Le président des États-Unis, Donald Trump, a annoncé que le cessez-le-feu en vigueur avec l'Iran était désormais « terminé ». Cette déclaration, rapportée ce mercredi 8 juillet 2026, a immédiatement provoqué une onde de choc sur les marchés pétroliers, où le baril de brut s'est envolé de plus de 5%.
Le chef de l'État américain n'a pas précisé les raisons immédiates de cette décision, ni les circonstances qui l'ont conduite à rompre un cessez-le-feu pourtant négocié ces dernières semaines. Aucune nouvelle mesure militaire ou diplomatique n'a été officialisée dans la foulée de cette annonce. Toutefois, la simple évocation de la fin de la trêve a suffi à réveiller les craintes d'une perturbation des approvisionnements en provenance du Moyen-Orient, région clé pour la production mondiale d'hydrocarbures.
Réaction immédiate des marchés
Les prix du pétrole ont grimpé de plus de 5% dans les échanges suivant la déclaration présidentielle. Les investisseurs redoutent une reprise des tensions dans le détroit d'Ormuz, passage stratégique par lequel transite une part significative du brut mondial.
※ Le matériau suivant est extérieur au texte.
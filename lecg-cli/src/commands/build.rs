//! Build command - Run the add-in build and print what it reported
//!
//! Invokes `dotnet build <project> --no-incremental /clp:WarningsOnly`,
//! waits for it to finish and prints the captured stdout and stderr. The
//! exit code is shown in JSON output but does not change this command's
//! own status unless `--strict` is given.

use crate::config::LecgConfig;
use crate::output::{ErrorMessage, Output, OutputFormat, TableDisplay};
use lecg_tools::build_runner::{BuildCommand, BuildOutput, DEFAULT_PROJECT};
use serde::Serialize;
use std::path::Path;

/// Captured build output plus the outcome of `--save-log`, rendered as one
/// document.
#[derive(Debug, Serialize)]
struct BuildReport {
    #[serde(flatten)]
    output: BuildOutput,
    #[serde(skip_serializing_if = "Option::is_none")]
    save_log_error: Option<String>,
}

impl TableDisplay for BuildReport {
    fn to_table(&self) -> String {
        use colored::Colorize;

        let mut text = format!("STDOUT: {}\nSTDERR: {}", self.output.stdout, self.output.stderr);
        if let Some(error) = &self.save_log_error {
            text.push('\n');
            text.push_str(&format!("Error: {}", error).red().to_string());
        }
        text
    }
}

/// Resolve the command line: flag > config > default.
fn resolve_command(project: Option<&str>, program: Option<&str>, config: &LecgConfig) -> BuildCommand {
    let project = project
        .or(config.build.project.as_deref())
        .unwrap_or(DEFAULT_PROJECT);
    let command = BuildCommand::dotnet(project);

    match program.or(config.build.program.as_deref()) {
        Some(program) => command.with_program(program),
        None => command,
    }
}

/// Run the build command
pub fn run(
    project: Option<&str>,
    program: Option<&str>,
    save_log: Option<&str>,
    strict: bool,
    config: &LecgConfig,
    format: OutputFormat,
) -> anyhow::Result<()> {
    let command = resolve_command(project, program, config);
    tracing::info!("Building: {}", command.display());

    let output = match command.run() {
        Ok(output) => output,
        Err(e) => {
            Output::new(ErrorMessage::with_prefix("Error", &e), format).render()?;
            if strict {
                return Err(e.into());
            }
            return Ok(());
        }
    };

    let exit_code = output.exit_code;
    let save_error = save_log.and_then(|path| output.save_log(Path::new(path)).err());
    if let Some(e) = &save_error {
        tracing::warn!("{}", e);
    }

    let report = BuildReport {
        output,
        save_log_error: save_error.as_ref().map(ToString::to_string),
    };
    Output::new(report, format).render()?;

    if let Some(e) = save_error {
        if strict {
            return Err(e.into());
        }
    }

    if strict && exit_code != Some(0) {
        anyhow::bail!("Build exited with status {:?}", exit_code);
    }
    Ok(())
}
La rhétorique belliqueuse de Donald Trump avait déjà, par le passé, fait vaciller les marchés énergétiques. Cette nouvelle annonce replonge le secteur dans l'incertitude, alors que les opérateurs tablaient sur une accalmie après plusieurs mois de négociations.
Aucun commentaire officiel n'a pour l'heure été émis par les autorités iraniennes. Téhéran avait pourtant, ces dernières semaines, multiplié les signes d'ouverture, allant jusqu'à accueillir favorablement les discussions menées sous médiation qatarie. La rupture unilatérale du cessez-le-feu par Washington risque de relancer les tensions entre les deux capitales, qui semblaient s'être apaisées après la signature d'un accord historique en juin 2026 au château de Versailles.
Un accord de juin remis en cause
Cet accord, paraphé en marge du sommet du G7, avait été salué comme une avancée majeure pour la stabilité régionale. Donald Trump et le président iranien, Masoud Pezeshkian, avaient scellé un texte prévoyant le démantèlement partiel des sanctions américaines et la réouverture du détroit d'Ormuz. Pourtant, dès la fin juin, des signes de fragilité étaient apparus : des frappes américaines avaient été menées, et Donald Trump avait menacé Téhéran de « cesser d'exister ».
Le 1er juillet, des « réunions très bonnes » au Qatar avaient encore laissé espérer une désescalade. Mais la déclaration de ce mercredi marque un net retour en arrière. En proclamant la fin du cessez-le-feu, le locataire de la Maison-Blanche semble faire voler en éclats les engagements pris quelques semaines plus tôt.
Conséquences économiques et géopolitiques
Au-delà de la flambée du brut, cette annonce suscite de vives inquiétudes quant à la sécurité des approvisionnements énergétiques mondiaux. Les pays européens, qui s'étaient dits prêts à lever des sanctions contre l'Iran en soutien à l'accord de juin, se retrouvent dans une position délicate. Aucune réaction officielle n'a encore filtré de Bruxelles ou des capitales européennes.
Le pétrole n'est pas le seul actif touché : les marchés actions pourraient également subir des corrections, les investisseurs intégrant un risque géopolitique accru. Les compagnies pétrolières internationales, qui avaient commencé à envisager un retour en Iran, pourraient revoir leurs plans à la baisse.
La situation reste donc très fluide. La déclaration de Donald Trump, bien que non suivie de mesures immédiates, a déjà un impact concret sur l'économie mondiale. Reste à savoir si Téhéran répondra par la retenue ou par une escalade, et si d'autres acteurs internationaux tenteront de recoller les morceaux d'une paix qui semblait pourtant à portée de main.